After 1 year, Philipp has achieved the following goals:
  1. Our initial aim was to gather all readily available fragment libraries and enumerate all potential growth vectors. In pursuit of this objective, we identified 97 distinct libraries from 19 different sources (including our own). These encompass 1,037,159 fragments and, following deduplication, 561,156 unique structures. Ninety per cent of them have one or zero “Rule of Three” violations; nonetheless, all compounds were included in the analysis, as their parent library was designated as a fragment library by the distributor. The enumeration of all possible attachment points was conducted using RDKit and resulted in 4,608,626 unique growth vectors, which served as input for infiniSee.
  2. The second goal was to identify all possible substituents for each growth vector to evaluate their accessibility. Therefore, all seven available ultra-large spaces (AMBrosia, CHEMryia, eXplore, FreedomSpace, GalaXi, KnowledgeSpace, REALSpace) were utilised as a proxy for the readily accessible and synthesisable chemical space. infiniSee enabled the search of each space for each vector using the recently added “R-group” mode. The maximum number of results per vector was capped at 100, in order to expedite the process. A vector with at least 100 substituents is certainly accessible. Even though infiniSee is remarkably fast and easy to parallelise, the total search time still amounted to several months due to the significant scope of the input. In total, across all spaces, 133,018,716 matches were found.
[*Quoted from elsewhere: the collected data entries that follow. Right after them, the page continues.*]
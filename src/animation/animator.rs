//! Runtime animator: ordered animation layers over one skeleton

use crate::core::{AnimationConfig, Error, Result};
use crate::mesh::Mesh;

use super::layer::AnimationLayer;
use super::playback::PlayMode;
use super::skeleton::Skeleton;

/// Runs its layers in order each frame.
///
/// Layers are expected to drive disjoint bone sets; when two layers write the
/// same bone the later layer wins.
#[derive(Clone, Debug, Default)]
pub struct Animator {
    config: AnimationConfig,
    layers: Vec<AnimationLayer>,
}

impl Animator {
    /// Create a new animator with no layers
    pub fn new() -> Self {
        Self::default()
    }

    /// Layers added later inherit `config`
    pub fn with_config(config: AnimationConfig) -> Self {
        Self {
            config,
            layers: Vec::new(),
        }
    }

    /// Settings handed to each new layer
    pub fn config(&self) -> &AnimationConfig {
        &self.config
    }

    /// Append a layer and return its index
    pub fn add_layer(&mut self, name: impl Into<String>) -> usize {
        let layer = AnimationLayer::with_config(name, self.config.clone());
        log::debug!("Animator: added layer '{}' at {}", layer.name(), self.layers.len());
        self.layers.push(layer);
        self.layers.len() - 1
    }

    /// Get a layer by index
    pub fn layer(&self, index: usize) -> Option<&AnimationLayer> {
        self.layers.get(index)
    }

    pub fn layer_mut(&mut self, index: usize) -> Option<&mut AnimationLayer> {
        self.layers.get_mut(index)
    }

    /// First layer called `name`
    pub fn layer_by_name(&self, name: &str) -> Option<&AnimationLayer> {
        self.layers.iter().find(|l| l.name() == name)
    }

    pub fn layer_by_name_mut(&mut self, name: &str) -> Option<&mut AnimationLayer> {
        self.layers.iter_mut().find(|l| l.name() == name)
    }

    /// Get the number of layers
    pub fn layer_count(&self) -> usize {
        self.layers.len()
    }

    /// Layers in update order
    pub fn layers(&self) -> &[AnimationLayer] {
        &self.layers
    }

    /// Play a clip on the layer at `index`
    pub fn play_on_layer(&mut self, index: usize, clip: &str, mode: PlayMode, blend_time: f32) -> Result<()> {
        self.layers
            .get_mut(index)
            .ok_or(Error::LayerNotFound(index))?
            .play(clip, mode, blend_time)
    }

    /// Stop every layer
    pub fn stop_all(&mut self, blend_out: f32) {
        for layer in &mut self.layers {
            layer.stop(blend_out);
        }
    }

    /// Update all layers in order, then resolve the skeleton's global matrices
    pub fn update(&mut self, dt: f32, skeleton: &mut Skeleton) {
        self.update_layers(dt, skeleton);
        skeleton.update_global_matrices();
    }

    /// Update all layers, then re-skin the mesh from the new pose
    pub fn update_mesh(&mut self, dt: f32, mesh: &mut Mesh) {
        self.update_layers(dt, &mut mesh.skeleton);
        mesh.update_skinning();
    }

    fn update_layers(&mut self, dt: f32, skeleton: &mut Skeleton) {
        for layer in &mut self.layers {
            layer.update(dt, skeleton);
        }
    }
}
//! Axis-aligned bounding box

use crate::core::types::Vec3;

/// Axis-aligned bounding box defined by min and max corners
#[derive(Clone, Copy, Debug, PartialEq)]
pub struct Aabb {
    pub min: Vec3,
    pub max: Vec3,
}

impl Default for Aabb {
    fn default() -> Self {
        Self::EMPTY
    }
}

impl Aabb {
    /// Inverted box that any point or box expands
    pub const EMPTY: Aabb = Aabb {
        min: Vec3::splat(f32::INFINITY),
        max: Vec3::splat(f32::NEG_INFINITY),
    };

    /// Create AABB from min and max corners
    pub fn new(min: Vec3, max: Vec3) -> Self {
        Self { min, max }
    }

    /// Smallest box containing every point
    pub fn from_points(points: impl IntoIterator<Item = Vec3>) -> Self {
        let mut aabb = Self::EMPTY;
        for p in points {
            aabb.expand(p);
        }
        aabb
    }

    /// True until at least one point has been added
    pub fn is_empty(&self) -> bool {
        self.min.x > self.max.x || self.min.y > self.max.y || self.min.z > self.max.z
    }

    /// Get center point
    pub fn center(&self) -> Vec3 {
        (self.min + self.max) * 0.5
    }

    /// Get size (max - min)
    pub fn size(&self) -> Vec3 {
        self.max - self.min
    }

    /// Check if point is inside AABB
    pub fn contains_point(&self, p: Vec3) -> bool {
        p.cmpge(self.min).all() && p.cmple(self.max).all()
    }

    /// Expand AABB to include point
    pub fn expand(&mut self, point: Vec3) {
        self.min = self.min.min(point);
        self.max = self.max.max(point);
    }

    /// Return merged AABB containing both
    pub fn merged(&self, other: &Aabb) -> Aabb {
        Aabb {
            min: self.min.min(other.min),
            max: self.max.max(other.max),
        }
    }
}

#[cfg(test)]
mod tests {
    use super::*;

    #[test]
    fn test_empty() {
        let aabb = Aabb::default();
        assert!(aabb.is_empty());
        assert!(!aabb.contains_point(Vec3::ZERO));
    }

    #[test]
    fn test_from_points() {
        let aabb = Aabb::from_points([Vec3::new(-1.0, 0.0, 2.0), Vec3::new(1.0, 3.0, -2.0)]);
        assert!(!aabb.is_empty());
        assert_eq!(aabb.min, Vec3::new(-1.0, 0.0, -2.0));
        assert_eq!(aabb.max, Vec3::new(1.0, 3.0, 2.0));
        assert_eq!(aabb.center(), Vec3::new(0.0, 1.5, 0.0));
        assert!(aabb.contains_point(Vec3::new(0.5, 1.0, 0.0)));
    }

    #[test]
    fn test_merge_with_empty() {
        let a = Aabb::new(Vec3::ZERO, Vec3::ONE);
        assert_eq!(a.merged(&Aabb::EMPTY), a);
        assert_eq!(Aabb::EMPTY.merged(&a), a);
    }
}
  3. The final step was to analyse the actual sociability of the fragments and their libraries. For 59% of the vectors, at least one substituent was found in any of the spaces, and 13.6% had the maximum number of 100 possible substituents. However, when we concatenate these results back to the parent fragment level, the outcomes appear less promising. Fragments where 80% of the vectors had 5 matches, and all vectors had at least one match in any of the spaces, were deemed sociable. If we examine the libraries regarding their composition of sociable fragments, the situation remains the same. Virtually all libraries are predominantly composed of unsociable fragments.